◆ **Work instructions**: Write out each entry again. Keep every word exactly as it is.

◆ **Material to process**:
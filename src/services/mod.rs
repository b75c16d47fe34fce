pub mod agent;
pub mod llm_service;
pub mod prompt;

pub use agent::{BrowserAgent, LlmBrowserAgent};
pub use llm_service::{parse_structured_answer, CompletionModel, LlmService};
pub use prompt::PromptTemplate;
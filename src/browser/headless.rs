use std::path::PathBuf;
use std::time::Duration;

use anyhow::Result;
use async_trait::async_trait;
use chromiumoxide::{Browser, BrowserConfig};
use futures::StreamExt;
use tokio::sync::Mutex;
use tokio::task::JoinHandle;
use tokio::time::sleep;
use tracing::{debug, error, info};

use crate::infrastructure::JsExecutor;
use crate::models::profile::BrowserSettings;
use crate::orchestrator::resource_pool::{HandleLauncher, PoolResource};

/// 一个浏览器实例及其唯一的页面
///
/// 同一时刻只能被一个任务使用，由调度层保证
pub struct BrowserHandle {
    slot: usize,
    browser: Mutex<Browser>,
    executor: JsExecutor,
    events: JoinHandle<()>,
}

impl BrowserHandle {
    pub fn slot(&self) -> usize {
        self.slot
    }

    pub fn executor(&self) -> &JsExecutor {
        &self.executor
    }
}

#[async_trait]
impl PoolResource for BrowserHandle {
    async fn close(&self) -> Result<()> {
        let mut browser = self.browser.lock().await;
        browser.close().await?;
        browser.wait().await?;
        self.events.abort();
        debug!("[浏览器 {}] 已关闭", self.slot);
        Ok(())
    }
}

/// 按 `BrowserSettings` 启动浏览器
pub struct BrowserLauncher {
    settings: BrowserSettings,
}

impl BrowserLauncher {
    pub fn new(settings: BrowserSettings) -> Self {
        Self { settings }
    }
}

#[async_trait]
impl HandleLauncher for BrowserLauncher {
    type Handle = BrowserHandle;

    async fn launch(&self, slot: usize) -> Result<BrowserHandle> {
        launch_browser(slot, &self.settings).await
    }
}

/// 启动浏览器并打开一个空白页
pub async fn launch_browser(slot: usize, settings: &BrowserSettings) -> Result<BrowserHandle> {
    info!("🚀 [浏览器 {}] 启动中 (无头: {})...", slot, settings.headless);

    let mut builder = BrowserConfig::builder()
        .user_data_dir(std::env::temp_dir().join(format!("company_scout_profile_{}_{}", std::process::id(), slot)))
        .args(vec![
            "--disable-gpu",           // 无头模式下禁用 GPU
            "--no-sandbox",            // 禁用沙盒，防止权限问题导致的崩溃
            "--disable-dev-shm-usage", // 防止共享内存不足
        ]);
    if settings.headless {
        builder = builder.new_headless_mode();
    } else {
        builder = builder.with_head();
    }
    if let Ok(path) = std::env::var("CHROME_PATH") {
        builder = builder.chrome_executable(PathBuf::from(path));
    }
    let config = builder.build().map_err(|e| {
        error!("配置浏览器失败: {}", e);
        anyhow::anyhow!("配置浏览器失败: {}", e)
    })?;

    let (browser, mut handler) = Browser::launch(config).await.map_err(|e| {
        error!("[浏览器 {}] 启动失败: {}", slot, e);
        anyhow::anyhow!("启动浏览器失败: {}", e)
    })?;

    // 在后台处理浏览器事件
    let events = tokio::spawn(async move {
        while let Some(h) = handler.next().await {
            if h.is_err() {
                break;
            }
        }
    });

    // 添加短暂延迟以等待浏览器状态同步
    sleep(Duration::from_millis(300)).await;

    let page = browser.new_page("about:blank").await.map_err(|e| {
        error!("[浏览器 {}] 创建页面失败: {}", slot, e);
        anyhow::anyhow!("创建页面失败: {}", e)
    })?;

    info!("✅ [浏览器 {}] 已就绪", slot);

    Ok(BrowserHandle {
        slot,
        browser: Mutex::new(browser),
        executor: JsExecutor::new(page, Duration::from_secs(settings.timeout.max(1))),
        events,
    })
}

◆ **Reply to the task**:
filename src/services/mod.rs
repository b75c16d47fe34fce
pub mod agent;
pub mod llm_service;
pub mod prompt;

pub use agent::{BrowserAgent, LlmBrowserAgent};
pub use llm_service::{parse_structured_answer, CompletionModel, LlmService};
pub use prompt::PromptTemplate;
filename src/browser/headless.rs
use std::path::PathBuf;
use std::time::Duration;

use anyhow::Result;
use async_trait::async_trait;
use chromiumoxide::{Browser, BrowserConfig};
use futures::StreamExt;
use tokio::sync::Mutex;
use tokio::task::JoinHandle;
use tokio::time::sleep;
use tracing::{debug, error, info};

use crate::infrastructure::JsExecutor;
use crate::models::profile::BrowserSettings;
use crate::orchestrator::resource_pool::{HandleLauncher, PoolResource};

/// 一个浏览器实例及其唯一的页面
///
/// 同一时刻只能被一个任务使用，由调度层保证
pub struct BrowserHandle {
    slot: usize,
    browser: Mutex<Browser>,
    executor: JsExecutor,
    events: JoinHandle<()>,
}

impl BrowserHandle {
    pub fn slot(&self) -> usize {
        self.slot
    }

    pub fn executor(&self) -> &JsExecutor {
        &self.executor
    }
}

#[async_trait]
impl PoolResource for BrowserHandle {
    async fn close(&self) -> Result<()> {
        let mut browser = self.browser.lock().await;
        browser.close().await?;
        browser.wait().await?;
        self.events.abort();
        debug!("[浏览器 {}] 已关闭", self.slot);
        Ok(())
    }
}

/// 按 `BrowserSettings` 启动浏览器
pub struct BrowserLauncher {
    settings: BrowserSettings,
}

impl BrowserLauncher {
    pub fn new(settings: BrowserSettings) -> Self {
        Self { settings }
    }
}

#[async_trait]
impl HandleLauncher for BrowserLauncher {
    type Handle = BrowserHandle;

    async fn launch(&self, slot: usize) -> Result<BrowserHandle> {
        launch_browser(slot, &self.settings).await
    }
}

/// 启动浏览器并打开一个空白页
pub async fn launch_browser(slot: usize, settings: &BrowserSettings) -> Result<BrowserHandle> {
    info!("🚀 [浏览器 {}] 启动中 (无头: {})...", slot, settings.headless);

    let mut builder = BrowserConfig::builder()
        .user_data_dir(std::env::temp_dir().join(format!("company_scout_profile_{}_{}", std::process::id(), slot)))
        .args(vec![
            "--disable-gpu",           // 无头模式下禁用 GPU
            "--no-sandbox",            // 禁用沙盒，防止权限问题导致的崩溃
            "--disable-dev-shm-usage", // 防止共享内存不足
        ]);
    if settings.headless {
        builder = builder.new_headless_mode();
    } else {
        builder = builder.with_head();
    }
    if let Ok(path) = std::env::var("CHROME_PATH") {
        builder = builder.chrome_executable(PathBuf::from(path));
    }
    let config = builder.build().map_err(|e| {
        error!("配置浏览器失败: {}", e);
        anyhow::anyhow!("配置浏览器失败: {}", e)
    })?;

    let (browser, mut handler) = Browser::launch(config).await.map_err(|e| {
        error!("[浏览器 {}] 启动失败: {}", slot, e);
        anyhow::anyhow!("启动浏览器失败: {}", e)
    })?;

    // 在后台处理浏览器事件
    let events = tokio::spawn(async move {
        while let Some(h) = handler.next().await {
            if h.is_err() {
                break;
            }
        }
    });

    // 添加短暂延迟以等待浏览器状态同步
    sleep(Duration::from_millis(300)).await;

    let page = browser.new_page("about:blank").await.map_err(|e| {
        error!("[浏览器 {}] 创建页面失败: {}", slot, e);
        anyhow::anyhow!("创建页面失败: {}", e)
    })?;

    info!("✅ [浏览器 {}] 已就绪", slot);

    Ok(BrowserHandle {
        slot,
        browser: Mutex::new(browser),
        executor: JsExecutor::new(page, Duration::from_secs(settings.timeout.max(1))),
        events,
    })
}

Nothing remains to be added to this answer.